London: World stocks held steady, the euro edged down and oil and gold nudged up on Tuesday as traders kept a wary eye on tensions between Ukraine and Russia and the pace of growth in China.
That pattern was set in Asia, where markets took a break from recent volatile trading but struggled to do much more than make incremental moves. US stock index futures and benchmark debt were also flat ahead of the Wall Street open.
World shares and the euro zone’s blue-chip EURO STOXX 50 were both down 0.1 per cent after hovering near the previous day’s close for most of the morning, unable to match the marginal gains seen in Asia.
“Market players remain cautious. There’s a lack of enthusiasm in chasing stocks, and some are just thinking about moving to the sidelines after the roller-coaster ride we’ve had since the start of the year,” said Guillaume Dumans, co-head of research firm 2Bremans.
The standout gainer across European indexes was Portugal’s PSI 20, which rose 0.8 per cent for a gain close to its three-year intraday high, as debt yields in the country dropped to their lowest since April 10 on optimism the country can exit its international bailout programme later this year.
Strong trade data from Germany, the region’s economic powerhouse, helped the country’s DAX index outperform.
But gains were pared by late morning and safe-haven German debt edged off its lows on Ukraine concerns, with Bund futures at 142.64.
“Recent events, especially concerning Russia and Turkey, have made the outlook less certain, and their impact will only be felt in a few months from now,” said Markus Huber, a senior sales trader at Peregrine & Black.
Tensions over Ukraine continued to build on Tuesday. With diplomacy at a standstill, Ukraine’s acting president announced the formation of a volunteer national guard, while ousted leader Viktor Yanukovich insisted he remained the country’s legitimate leader.
Turkish assets have been hit by political scandals and a power struggle between Prime Minister Tayyip Erdogan and a US-based Muslim cleric.
The euro began the day on a lacklustre note and later extended its dip to be down 0.2 per cent against the dollar after a leading central banker reminded the market that the European Central Bank was in accommodative mode.
Elsewhere, a safe-haven bid for the yen kept it flat, even after comments from Bank of Japan chief Haruhiko Kuroda that there was no need to adjust Japanese monetary policy for now.
“Dollar/yen has been in a range between 101-104 yen for much of this year and the yen needs a fresh trigger for the next leg of weakness,” said Peter Kinsella, currency strategist at Commerzbank. “That could come from a steady deterioration in Japan’s trade and current account deficits.” Against a basket of currencies, the US dollar edged higher by late morning to trade up 0.1 per cent.
After recent major ructions in metals markets following February’s drop in Chinese exports, prices for industrial commodities bounced off recent lows but trade remained cautious.

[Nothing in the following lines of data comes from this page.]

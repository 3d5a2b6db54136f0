//! `plugin`: scaffold a new declarative plugin package

use crate::api::{Action, PluginApi, Question, TemplateSource};
use crate::dispatcher::{CommandHandler, CommandInput};
use crate::plugin::{Plugin, PluginError};
use crate::version::CLI_VERSION;
use anyhow::{Context, Result};
use async_trait::async_trait;
use serde_json::{json, Value};
use std::path::{Path, PathBuf};

const README: &str = include_str!("../../templates/plugin/README.md.j2");
const PACKAGE: &str = include_str!("../../templates/plugin/package.json.j2");
const DEFINITION: &str = include_str!("../../templates/plugin/plugin.yaml.j2");
const COMPONENT: &str = include_str!("../../templates/plugin/component.j2");
const STYLE: &str = include_str!("../../templates/plugin/style.j2");
const GITIGNORE: &str = include_str!("../../templates/plugin/gitignore");
const NPMIGNORE: &str = include_str!("../../templates/plugin/npmignore");

pub struct ScaffoldPlugin;

impl Plugin for ScaffoldPlugin {
    fn install(&self, api: &PluginApi) -> Result<(), PluginError> {
        api.command("plugin [name]")
            .option("-L, --local", "create a local plugin in the plugin folder")
            .option("-R, --registry [registry]", "npm registry")
            .option("--no-link", "skip npm link")
            .action(ScaffoldCommand)?;
        Ok(())
    }
}

struct ScaffoldCommand;

#[async_trait]
impl CommandHandler for ScaffoldCommand {
    async fn run(&self, api: &PluginApi, input: CommandInput) -> Result<()> {
        let answers = api.prompt(&[
            Question::input("name", "Your plugin name?")
                .required()
                .with_default(input.get_str("name").unwrap_or_default()),
            Question::input("description", "Descriptions for plugin?"),
        ])?;
        let name = answers
            .get("name")
            .and_then(Value::as_str)
            .map(str::trim)
            .filter(|s| !s.is_empty())
            .context("plugin name is required")?;
        let description = answers
            .get("description")
            .and_then(Value::as_str)
            .unwrap_or_default();

        let local = input.flag("local");
        let target = target_dir(api, name, local);
        let data = json!({
            "name": name,
            "package_name": api.pretty_name(name),
            "description": description,
            "namespace": api.config().namespace,
            "cli_version": CLI_VERSION,
        });

        let reports = api.run_actions(&actions(&target, local), &data).await;
        let failed = reports
            .iter()
            .filter(|r| matches!(r.result, crate::api::ActionResult::Failed(_)))
            .count();
        if failed > 0 {
            anyhow::bail!("{} files could not be written", failed);
        }

        if !local && input.flag("link") {
            let args: Vec<String> = input
                .get_str("registry")
                .map(|registry| vec![format!("--registry={}", registry)])
                .unwrap_or_default();
            if let Err(e) = api.npm().link(&target, &args).await {
                api.logger().warn(format!("Can not run npm link: {}", e));
            }
        }

        api.log(format!("plugin created at {}", target.display()));
        Ok(())
    }
}

/// `<project>/<pluginDir>/<prefix><name>` for local plugins, else
/// `<project>/<prefix><name>`
fn target_dir(api: &PluginApi, name: &str, local: bool) -> PathBuf {
    let package = api.pretty_name(name);
    if local {
        api.project_dir()
            .join(&api.config().plugin_dir)
            .join(package)
    } else {
        api.project_dir().join(package)
    }
}

fn actions(target: &Path, local: bool) -> Vec<Option<Action>> {
    let action = |file: &str, template: &str| {
        Some(Action::new(
            target.join(file).to_string_lossy(),
            TemplateSource::Inline(template.to_string()),
        ))
    };

    vec![
        action("README.md", README),
        action("package.json", PACKAGE),
        action("plugin.yaml", DEFINITION),
        action("templates/component.j2", COMPONENT),
        action("templates/style.j2", STYLE),
        (!local).then(|| action(".gitignore", GITIGNORE)).flatten(),
        (!local).then(|| action(".npmignore", NPMIGNORE)).flatten(),
    ]
}

#[cfg(test)]
mod tests {
    use super::*;
    use crate::api::test_support::*;
    use crate::declarative::PluginDefinition;
    use crate::manifest::PackageManifest;
    use std::sync::Arc;

    async fn scaffold(args: &[&str], answers: Vec<Value>) -> (tempfile::TempDir, Arc<FakePackages>) {
        let dir = tempfile::tempdir().unwrap();
        let packages = Arc::new(FakePackages::default());
        let api = api(
            dir.path(),
            services(
                Arc::new(ScriptedPrompter::with_answers(answers)),
                Arc::new(FakeFormatter::default()),
                packages.clone(),
            ),
        );
        ScaffoldPlugin.install(&api).unwrap();
        let command = api.take_staged().remove(0);

        let mut argv = vec!["plugin"];
        argv.extend_from_slice(args);
        let matches = command.to_clap().try_get_matches_from(argv).unwrap();
        command
            .handler
            .run(&api, command.input(&matches))
            .await
            .unwrap();
        (dir, packages)
    }

    #[tokio::test]
    async fn test_scaffold_published_plugin() {
        let (dir, packages) = scaffold(
            &["--registry", "https://registry.example.com"],
            vec![json!("widget"), json!("Widget generator")],
        )
        .await;
        let root = dir.path().join("merry-plugin-widget");

        let manifest = PackageManifest::read(&root.join("package.json")).unwrap();
        assert_eq!(manifest.name, "merry-plugin-widget");
        assert_eq!(manifest.description, "Widget generator");
        assert_eq!(manifest.main.as_deref(), Some("plugin.yaml"));

        let definition = PluginDefinition::read(&root.join("plugin.yaml")).unwrap();
        assert_eq!(definition.commands[0].command, "widget [name]");
        assert_eq!(
            definition.commands[0].prompts[0].default,
            Some(json!("{{ name }}"))
        );

        let component = std::fs::read_to_string(root.join("templates/component.j2")).unwrap();
        assert!(component.contains("{{ name | pascal_case }}"));
        assert!(root.join(".gitignore").is_file());
        assert!(root.join(".npmignore").is_file());

        let calls = packages.calls.lock().unwrap();
        assert_eq!(calls.len(), 1);
        assert_eq!(calls[0].0, "link");
        assert_eq!(calls[0].1, root);
        assert_eq!(calls[0].2, vec!["--registry=https://registry.example.com"]);
    }

    #[tokio::test]
    async fn test_scaffold_local_plugin() {
        let (dir, packages) = scaffold(&["foo", "--local"], vec![json!("foo"), json!("")]).await;
        let root = dir.path().join("plugins/merry-plugin-foo");

        assert!(root.join("plugin.yaml").is_file());
        assert!(!root.join(".gitignore").exists());
        assert!(packages.calls.lock().unwrap().is_empty());
    }

    #[tokio::test]
    async fn test_no_link() {
        let (_dir, packages) = scaffold(&["--no-link"], vec![json!("bar"), json!("")]).await;
        assert!(packages.calls.lock().unwrap().is_empty());
    }

    #[tokio::test]
    async fn test_quotes_in_answers_stay_valid() {
        let (dir, _packages) = scaffold(
            &["--no-link"],
            vec![json!("widget"), json!("The \"best\" widget: fast")],
        )
        .await;
        let root = dir.path().join("merry-plugin-widget");

        let manifest = PackageManifest::read(&root.join("package.json")).unwrap();
        assert_eq!(manifest.description, "The \"best\" widget: fast");
        assert_eq!(manifest.engine("merry"), Some(format!("^{}", CLI_VERSION).as_str()));

        let definition = PluginDefinition::read(&root.join("plugin.yaml")).unwrap();
        assert_eq!(
            definition.commands[0].description.as_deref(),
            Some("The \"best\" widget: fast")
        );
    }
}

Dealers in Asia remained especially nervous about iron ore, however, following an 8 per cent slide on Monday that fuelled unease about the health of China’s giant steel sector.
Both gold and crude oil extended early gains as Ukraine strengthened the bid in both markets and kept them near intraday highs.
Brent crude, Europe’s regional benchmark, gained 49 cents to $108.57 a barrel, while gains for US oil were more measured, ahead 28 cents. Both reversed a slight weakness during the Asian day.
Gold, meanwhile, was at $1,349 (Dh4,954) an ounce. In a sign of the recent jump in demand, the world’s biggest bullion-backed exchange-traded fund saw its largest inflow in a month on Monday.
“Gold continues to be largely supported above $1,329, and while prices are unlikely to break above $1,361.60 in the absence of war, underlying support from the Ukrainian crisis ... is likely to keep prices elevated above $1,320 for an extended time,” said Joyce Liu, an analyst at Phillip Futures.